4 Ekim 2011 Salı

Dağa mı çıkalım dağdan mı inelim?

5 Ekim 2011 Çarşamba
Aslında günün en muhteşem ve keyif veren haberi, Fizik Nobeli’nin evrenin artan hızla genişlediğini hesaplayan ‘evrenin kâşiflerine’ verilmesiydi... Ama ben iç çekerek kendi gündemimize geri döndüm.

***

İstanbul’a da sirayet eden KCK tutuklamaları... Gittikçe alevlenerek genişleyen ‘Alman Vakıfları’ tartışması...

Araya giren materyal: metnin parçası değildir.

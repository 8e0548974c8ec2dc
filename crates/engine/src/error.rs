//! Error types for the Cadence engine.
//!
//! Every failure is classified as transient (retryable at the dispatch
//! layer) or terminal (fails the execution immediately). The classification
//! lives in the type; callers never infer it from message text.

use thiserror::Error;

use cadence_channels::ChannelError;

/// Failure raised by a single step handler.
#[derive(Debug, Error)]
pub enum StepError {
    /// Malformed or missing step configuration. Terminal, never retried.
    #[error("configuration error: {0}")]
    Config(String),

    /// A domain precondition does not hold (e.g. no bound contact for a
    /// step that requires one). Terminal, never retried.
    #[error("precondition failed: {0}")]
    Precondition(String),

    /// A collaborator failed in a way expected to clear on its own.
    /// Propagated to the dispatch layer for bounded retry with backoff.
    #[error("transient failure: {0}")]
    Transient(String),
}

impl StepError {
    pub fn is_transient(&self) -> bool {
        matches!(self, StepError::Transient(_))
    }
}

impl From<ChannelError> for StepError {
    fn from(e: ChannelError) -> Self {
        if e.is_transient() {
            StepError::Transient(e.to_string())
        } else {
            StepError::Config(e.to_string())
        }
    }
}

/// Engine-level errors.
#[derive(Debug, Error)]
pub enum EngineError {
    /// Referenced entity does not exist (or is outside the tenant).
    #[error("resource not found: {0}")]
    NotFound(String),

    /// Invalid request against current state.
    #[error("validation error: {0}")]
    Validation(String),

    /// Durable store failure. Transient.
    #[error("storage error: {0}")]
    Storage(String),

    /// Job bus failure. Transient.
    #[error("queue error: {0}")]
    Queue(String),

    /// Template rendering failure.
    #[error("template error: {0}")]
    Template(String),

    /// Configuration error.
    #[error("configuration error: {0}")]
    Config(String),

    /// JSON (de)serialization failure.
    #[error("serialization error: {0}")]
    Serialization(#[from] serde_json::Error),

    /// A step failed transiently; the job should be redelivered.
    #[error("transient failure at step {step_index}: {message}")]
    TransientStep { step_index: usize, message: String },
}

impl EngineError {
    /// Whether the dispatch layer should retry the job that hit this error.
    pub fn is_transient(&self) -> bool {
        matches!(
            self,
            EngineError::Storage(_) | EngineError::Queue(_) | EngineError::TransientStep { .. }
        )
    }
}

impl From<sqlx::Error> for EngineError {
    fn from(e: sqlx::Error) -> Self {
        EngineError::Storage(e.to_string())
    }
}

impl From<envy::Error> for EngineError {
    fn from(e: envy::Error) -> Self {
        EngineError::Config(e.to_string())
    }
}

/// Result type alias using EngineError.
pub type EngineResult<T> = Result<T, EngineError>;

#[cfg(test)]
mod tests {
    use super::*;

    #[test]
    fn test_step_error_classification() {
        assert!(!StepError::Config("missing url".into()).is_transient());
        assert!(!StepError::Precondition("no contact bound".into()).is_transient());
        assert!(StepError::Transient("timeout".into()).is_transient());
    }

    #[test]
    fn test_channel_error_mapping() {
        let transient: StepError = ChannelError::Http("503".into()).into();
        assert!(transient.is_transient());

        let terminal: StepError = ChannelError::InvalidConfig("bad method".into()).into();
        assert!(!terminal.is_transient());
    }

    #[test]
    fn test_engine_error_classification() {
        assert!(EngineError::Storage("connection reset".into()).is_transient());
        assert!(EngineError::Queue("publish failed".into()).is_transient());
        assert!(EngineError::TransientStep {
            step_index: 2,
            message: "quota".into()
        }
        .is_transient());
        assert!(!EngineError::NotFound("execution".into()).is_transient());
        assert!(!EngineError::Validation("inactive workflow".into()).is_transient());
    }

    #[test]
    fn test_error_display() {
        let err = EngineError::NotFound("workflow 42".to_string());
        assert_eq!(err.to_string(), "resource not found: workflow 42");
    }
}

Bu seferde kaza nedeniyle yitirdiğimiz dört gencecik polisimiz... Muhalefet partilerinin iktidarı hedef alan grup konuşmaları...

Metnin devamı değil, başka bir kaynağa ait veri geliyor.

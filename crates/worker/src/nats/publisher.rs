//! Step job publisher.
//!
//! Implements the engine's `JobQueue` trait over JetStream so the runtime
//! can enqueue follow-up jobs without knowing about NATS.

use async_nats::jetstream::{self, Context};
use async_trait::async_trait;
use thiserror::Error;

use cadence_engine::error::{EngineError, EngineResult};
use cadence_engine::queue::{JobQueue, StepJob};

use super::{DEFAULT_STREAM, DEFAULT_SUBJECT};

/// Errors that can occur during NATS operations.
#[derive(Debug, Error)]
pub enum NatsError {
    #[error("NATS connection error: {0}")]
    Connection(String),

    #[error("JetStream error: {0}")]
    JetStream(String),

    #[error("Publish error: {0}")]
    Publish(String),
}

/// JetStream-backed job queue.
#[derive(Clone)]
pub struct NatsJobQueue {
    js: Context,
    subject: String,
}

impl NatsJobQueue {
    /// Connect to NATS and ensure the job stream exists.
    pub async fn connect(
        nats_url: &str,
        stream: Option<&str>,
        subject: Option<&str>,
    ) -> Result<Self, NatsError> {
        let client = async_nats::connect(nats_url)
            .await
            .map_err(|e| NatsError::Connection(e.to_string()))?;
        let js = jetstream::new(client);

        let subject = subject.unwrap_or(DEFAULT_SUBJECT).to_string();
        let stream = stream.unwrap_or(DEFAULT_STREAM);
        Self::ensure_stream(&js, stream, &subject).await?;

        Ok(Self { js, subject })
    }

    /// Get the stream or create it with our subject.
    async fn ensure_stream(js: &Context, stream: &str, subject: &str) -> Result<(), NatsError> {
        match js.get_stream(stream).await {
            Ok(_) => {
                tracing::debug!(stream = %stream, "Using existing NATS stream");
            }
            Err(_) => {
                let config = jetstream::stream::Config {
                    name: stream.to_string(),
                    subjects: vec![subject.to_string()],
                    ..Default::default()
                };
                js.create_stream(config)
                    .await
                    .map_err(|e| NatsError::JetStream(e.to_string()))?;
                tracing::info!(stream = %stream, "Created NATS stream");
            }
        }
        Ok(())
    }

    /// Publish one job and wait for the stream's acknowledgement.
    pub async fn publish(&self, job: &StepJob) -> Result<(), NatsError> {
        let payload = serde_json::to_vec(job).map_err(|e| NatsError::Publish(e.to_string()))?;

        let ack = self
            .js
            .publish(self.subject.clone(), payload.into())
            .await
            .map_err(|e| NatsError::Publish(e.to_string()))?;
        ack.await.map_err(|e| NatsError::Publish(e.to_string()))?;

        tracing::debug!(
            execution_id = %job.execution_id,
            not_before = ?job.not_before,
            "Step job published"
        );
        Ok(())
    }
}

#[async_trait]
impl JobQueue for NatsJobQueue {
    async fn enqueue(&self, job: StepJob) -> EngineResult<()> {
        self.publish(&job)
            .await
            .map_err(|e| EngineError::Queue(e.to_string()))
    }
}

#[cfg(test)]
mod tests {
    use super::*;
    use chrono::Utc;
    use uuid::Uuid;

    #[test]
    fn test_job_payload_roundtrip() {
        let job = StepJob::delayed(Uuid::new_v4(), Uuid::new_v4(), Utc::now());
        let payload = serde_json::to_vec(&job).unwrap();
        let decoded: StepJob = serde_json::from_slice(&payload).unwrap();

        assert_eq!(decoded.execution_id, job.execution_id);
        assert_eq!(decoded.tenant_id, job.tenant_id);
        assert_eq!(
            decoded.not_before.map(|t| t.timestamp()),
            job.not_before.map(|t| t.timestamp())
        );
    }

    #[test]
    fn test_nats_error_display() {
        let err = NatsError::Publish("stream gone".to_string());
        assert_eq!(err.to_string(), "Publish error: stream gone");
    }
}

Freni boşalan cari açık ve dolar...


Bunlar da dünkü Türkiye gündemiydi...

Neyse ki Çankaya Cemevi Yaptırma Derneği için açılan kapatma davası reddedildi, böylece cemevlerinin ibadethane olduğu yargı kararı ile tescillenmişti oldu.

Bu, günün umutlu gelişmesiydi.

Henüz ırk, din ve vicdan sorunlarını aşamamış olmamıza rağmen günlük sevindirici gelişmeler bizi mutlu kılmaya yetiyordu...

***

Aslında Kürt Sorunu’na ait konuları iki başlıkta konuşmak gerek...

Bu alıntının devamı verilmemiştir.